Each Cert exposes der(), subject_der(), subject_hash(), seq(), label(), and hash_name() (a Display value — no allocation needed).

The 062cdee6.0 naming

This is exactly OpenSSL's hash-directory filename (c_rehash / openssl rehash): the eight hex digits are the subject-name hash — SHA-1 over the canonicalized subject Name, first four bytes taken little-endian — and the trailing number disambiguates certificates that share a subject hash. cacrt reproduces OpenSSL's X509_NAME_canon at build time, and CI cross-checks every embedded root against the system openssl x509 -subject_hash.

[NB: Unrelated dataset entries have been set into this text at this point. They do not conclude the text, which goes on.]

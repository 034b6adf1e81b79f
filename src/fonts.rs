//! Remote font resolution and the per-request download cache.
//!
//! Text nodes reference arbitrary web fonts by family name, so fonts are
//! resolved through a remote font directory rather than bundled: the
//! directory is queried by family, the style token selects a downloadable
//! file, and the file is fetched, persisted and registered with the raster
//! backend. A request-scoped cache keyed by the record's version and
//! last-modified stamp avoids re-downloading a pair that several text nodes
//! share. An unresolved font never fails the request; the node falls back to
//! whatever substitute face the backend picks.

use crate::diagnostics::DiagnosticLog;
use crate::stage::Stage;
use crate::{RenderConfig, RuntimeMode};
use serde::Deserialize;
use sha2::{Digest, Sha256};
use std::collections::{HashMap, HashSet};
use std::path::PathBuf;
use std::sync::Mutex;

/// Known legacy family names mapped to their current directory equivalents.
pub const FAMILY_ALIASES: &[(&str, &str)] = &[("Source Sans Pro", "Source Sans 3")];

/// Apply the family alias table.
pub fn canonical_family(family: &str) -> String {
    let mut family = family.to_string();
    for (legacy, current) in FAMILY_ALIASES {
        family = family.replace(legacy, current);
    }
    family
}

/// Parsed form of a `fontStyle` token.
///
/// A single token is a weight (`"400"` normalizes to the directory's
/// `regular` selector); two tokens are a style/weight pair whose selector is
/// the weight (empty for 400) followed by `italic`.
#[derive(Debug, Clone, PartialEq, Eq)]
pub struct StyleSpec {
    pub style: Option<String>,
    pub weight: String,
    pub file_key: String,
}

impl StyleSpec {
    pub fn parse(font_style: &str) -> Self {
        let parts: Vec<&str> = font_style.split_whitespace().collect();
        match parts.as_slice() {
            [] => Self {
                style: None,
                weight: "regular".to_string(),
                file_key: "regular".to_string(),
            },
            [weight] => {
                let weight = if *weight == "400" { "regular" } else { weight };
                Self {
                    style: None,
                    weight: weight.to_string(),
                    file_key: weight.to_string(),
                }
            }
            [style, weight, ..] => {
                let weight = if *weight == "400" { "" } else { weight };
                Self {
                    style: Some((*style).to_string()),
                    weight: weight.to_string(),
                    file_key: format!("{weight}italic"),
                }
            }
        }
    }

    /// Numeric weight for face queries; `regular` and the empty string are 400.
    pub fn weight_value(&self) -> u16 {
        self.weight.parse().unwrap_or(400)
    }

    pub fn is_italic(&self) -> bool {
        self.style.as_deref() == Some("italic")
    }
}

/// One family record returned by the font directory.
#[derive(Debug, Clone, Deserialize)]
pub struct FontRecord {
    pub family: String,
    #[serde(default)]
    pub files: HashMap<String, String>,
    #[serde(default)]
    pub version: String,
    #[serde(rename = "lastModified", default)]
    pub last_modified: String,
}

#[derive(Debug, Default, Deserialize)]
struct DirectoryListing {
    #[serde(default)]
    items: Vec<FontRecord>,
}

/// A font a text node asked for.
#[derive(Debug, Clone, PartialEq, Eq)]
pub struct FontRequest {
    pub family: String,
    pub style: String,
}

/// Collect one request per text node, in document discovery order.
pub fn collect_requests(stage: &Stage) -> Vec<FontRequest> {
    let mut requests = Vec::new();
    stage.for_each_text(&mut |node| {
        requests.push(FontRequest {
            family: node.font_family.clone(),
            style: node.font_style.clone(),
        });
    });
    requests
}

/// A font that resolved and downloaded successfully.
#[derive(Debug, Clone)]
pub struct ResolvedFont {
    pub family: String,
    pub spec: StyleSpec,
    pub path: PathBuf,
    pub bytes: Vec<u8>,
}

/// Resolves fonts for one render request.
///
/// The cache is the request's membership set of resolved cache keys: a key is
/// claimed before its download starts, so concurrent nodes asking for the
/// same pair skip the fetch.
pub struct FontResolver<'a> {
    client: &'a reqwest::Client,
    config: &'a RenderConfig,
    cache: Mutex<HashSet<String>>,
}

impl<'a> FontResolver<'a> {
    pub fn new(client: &'a reqwest::Client, config: &'a RenderConfig) -> Self {
        Self {
            client,
            config,
            cache: Mutex::new(HashSet::new()),
        }
    }

    /// Resolve a batch of per-node requests. Every task is issued up front
    /// and the batch is awaited jointly; the next pipeline state must not
    /// start until all of them finished.
    pub async fn resolve_batch(
        &self,
        requests: &[FontRequest],
        log: &DiagnosticLog,
    ) -> Vec<ResolvedFont> {
        let tasks = requests.iter().map(|request| self.resolve_one(request, log));
        futures::future::join_all(tasks)
            .await
            .into_iter()
            .flatten()
            .collect()
    }

    async fn resolve_one(
        &self,
        request: &FontRequest,
        log: &DiagnosticLog,
    ) -> Option<ResolvedFont> {
        let family = canonical_family(&request.family);
        log.push(format!("Searching font directory for family: {family}"));

        let record = match self.lookup_family(&family, log).await {
            Some(record) => record,
            None => {
                log.push(format!(
                    "Font not found! {family} is a system font or does not exist"
                ));
                return None;
            }
        };

        let spec = StyleSpec::parse(&request.style);
        log.push_kv("fileKey", &spec.file_key);

        let Some(file_url) = record.files.get(&spec.file_key) else {
            log.push(format!(
                "No downloadable file for {family} matching {}",
                spec.file_key
            ));
            return None;
        };

        let cache_key = cache_key(&family, &spec.file_key, &record.version, &record.last_modified);
        log.push_kv("cacheKey", &cache_key);

        // Claim the key before downloading; a second node with the same pair
        // sees the claim and skips, even while this download is in flight.
        {
            let mut claimed = self.cache.lock().expect("font cache poisoned");
            if !claimed.insert(cache_key.clone()) {
                log.push(format!("No need to load font {family}. Exists in cache"));
                return None;
            }
        }

        log.push(format!("Downloading font from {file_url}"));
        let bytes = match self.download(file_url).await {
            Ok(bytes) => bytes,
            Err(message) => {
                log.push(format!("ERROR: {message}"));
                return None;
            }
        };

        let path = self.font_path(&family, &spec, &cache_key);
        match std::fs::write(&path, &bytes) {
            Ok(()) => log.push(format!("Saved font to [{}]", path.display())),
            // The file may already exist from an earlier request; not fatal.
            Err(err) => log.push(format!(
                "Could not persist font to [{}]: {err}",
                path.display()
            )),
        }

        Some(ResolvedFont {
            family,
            spec,
            path,
            bytes,
        })
    }

    async fn lookup_family(&self, family: &str, log: &DiagnosticLog) -> Option<FontRecord> {
        let mut url = match url::Url::parse(&self.config.font_directory_url) {
            Ok(url) => url,
            Err(err) => {
                log.push(format!("Invalid font directory URL: {err}"));
                return None;
            }
        };
        url.query_pairs_mut()
            .append_pair("key", &self.config.api_key)
            .append_pair("family", family);

        let response = match self.client.get(url).send().await {
            Ok(response) => response,
            Err(err) => {
                log.push(format!("Font directory request failed: {err}"));
                return None;
            }
        };
        if !response.status().is_success() {
            return None;
        }

        let listing: DirectoryListing = response.json().await.unwrap_or_default();
        listing.items.into_iter().next()
    }

    async fn download(&self, url: &str) -> std::result::Result<Vec<u8>, String> {
        let response = self
            .client
            .get(url)
            .send()
            .await
            .map_err(|err| format!("Error downloading font {url}: {err}"))?;
        if !response.status().is_success() {
            return Err(format!(
                "Error downloading font {url}: status {}",
                response.status()
            ));
        }
        let bytes = response
            .bytes()
            .await
            .map_err(|err| format!("Error reading font body {url}: {err}"))?;
        Ok(bytes.to_vec())
    }

    fn font_path(&self, family: &str, spec: &StyleSpec, cache_key: &str) -> PathBuf {
        let dir = match self.config.mode {
            RuntimeMode::Test => self.config.base_path.join("fonts"),
            RuntimeMode::Production => std::env::temp_dir(),
        };
        // Create lazily; a failure shows up as a persist error on write.
        let _ = std::fs::create_dir_all(&dir);
        dir.join(font_filename(family, spec, cache_key))
    }
}

/// Derived identity for one downloadable font within a request.
pub fn cache_key(family: &str, file_key: &str, version: &str, last_modified: &str) -> String {
    format!("{}-{file_key}-{version}-{last_modified}", slug(family))
}

/// Deterministic on-disk filename for a cache key.
pub fn font_filename(family: &str, spec: &StyleSpec, cache_key: &str) -> String {
    let mut hasher = Sha256::new();
    hasher.update(cache_key.as_bytes());
    let digest = hex::encode(hasher.finalize());
    format!("{}-{}-{}.ttf", slug(family), spec.file_key, &digest[..16])
}

fn slug(family: &str) -> String {
    family.to_lowercase().replace(' ', "-")
}

#[cfg(test)]
mod tests {
    use super::*;

    #[test]
    fn single_token_styles_are_weights() {
        let spec = StyleSpec::parse("400");
        assert_eq!(spec.style, None);
        assert_eq!(spec.weight, "regular");
        assert_eq!(spec.file_key, "regular");
        assert_eq!(spec.weight_value(), 400);
        assert!(!spec.is_italic());

        let bold = StyleSpec::parse("700");
        assert_eq!(bold.file_key, "700");
        assert_eq!(bold.weight_value(), 700);
    }

    #[test]
    fn two_token_styles_select_italic_files() {
        let spec = StyleSpec::parse("italic 700");
        assert_eq!(spec.style.as_deref(), Some("italic"));
        assert_eq!(spec.weight, "700");
        assert_eq!(spec.file_key, "700italic");
        assert!(spec.is_italic());

        let regular_italic = StyleSpec::parse("italic 400");
        assert_eq!(regular_italic.weight, "");
        assert_eq!(regular_italic.file_key, "italic");
        assert_eq!(regular_italic.weight_value(), 400);
    }

    #[test]
    fn empty_style_defaults_to_regular() {
        assert_eq!(StyleSpec::parse("").file_key, "regular");
    }

    #[test]
    fn legacy_families_are_aliased() {
        assert_eq!(canonical_family("Source Sans Pro"), "Source Sans 3");
        assert_eq!(canonical_family("Roboto"), "Roboto");
    }

    #[test]
    fn cache_key_carries_version_and_stamp() {
        let key = cache_key("Open Sans", "700italic", "v36", "2023-05-02");
        assert_eq!(key, "open-sans-700italic-v36-2023-05-02");
    }

    #[test]
    fn font_filename_is_deterministic() {
        let spec = StyleSpec::parse("700");
        let key = cache_key("Roboto", &spec.file_key, "v30", "2024-03-01");
        let a = font_filename("Roboto", &spec, &key);
        let b = font_filename("Roboto", &spec, &key);
        assert_eq!(a, b);
        assert!(a.starts_with("roboto-700-"));
        assert!(a.ends_with(".ttf"));
    }

    #[test]
    fn directory_listing_tolerates_missing_fields() {
        let listing: DirectoryListing = serde_json::from_str(r#"{}"#).expect("parse");
        assert!(listing.items.is_empty());

        let listing: DirectoryListing = serde_json::from_str(
            r#"{"items":[{"family":"Roboto","files":{"regular":"https://example.com/r.ttf"}}]}"#,
        )
        .expect("parse");
        assert_eq!(listing.items[0].family, "Roboto");
        assert_eq!(listing.items[0].version, "");
    }
}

How the root set is maintained

The source of truth is one PEM file per root, organized one folder per operating company under roots/ (e.g. roots/DigiCert/, roots/Sectigo/). Each PEM carries a metadata header (label, subject hash, SHA-1 fingerprint, source), and each company folder has a README.md describing that CA's roots, the rationale for inclusion, CA/Browser Forum compliance, any past non-compliance, and transparency. The set was seeded from Mozilla's NSS certdata.txt and is now a frozen baseline maintained by hand against the rules in CURATION.md. At build time, build.rs walks the tree, converts every PEM to DER, computes its subject hash, and emits a sorted, indexed static table.

Maintenance tooling lives in an example:

# Seed/refresh roots/ from a fresh certdata.txt
cargo run --example cacrt-tool -- import path/to/certdata.txt

# Re-check the committed roots against the curation rules (used in CI)
cargo run --example cacrt-tool -- verify

# Show what would be added/removed vs a newer certdata.txt
cargo run --example cacrt-tool -- diff path/to/certdata.txt

# Print one certificate's OpenSSL subject hash
cargo run --example cacrt-tool -- hash path/to/cert.pem

no_std / no-alloc guarantee

The library is #![no_std], #![forbid(unsafe_code)], and never references alloc. CI builds it for thumbv7em-none-eabi (a bare-metal target with no std and no default allocator) to prove it.

License

Licensed under either of MIT or Apache-2.0 at your option.

The embedded root certificates are third-party data distributed by Mozilla under the terms of the Mozilla Public License 2.0; see CURATION.md.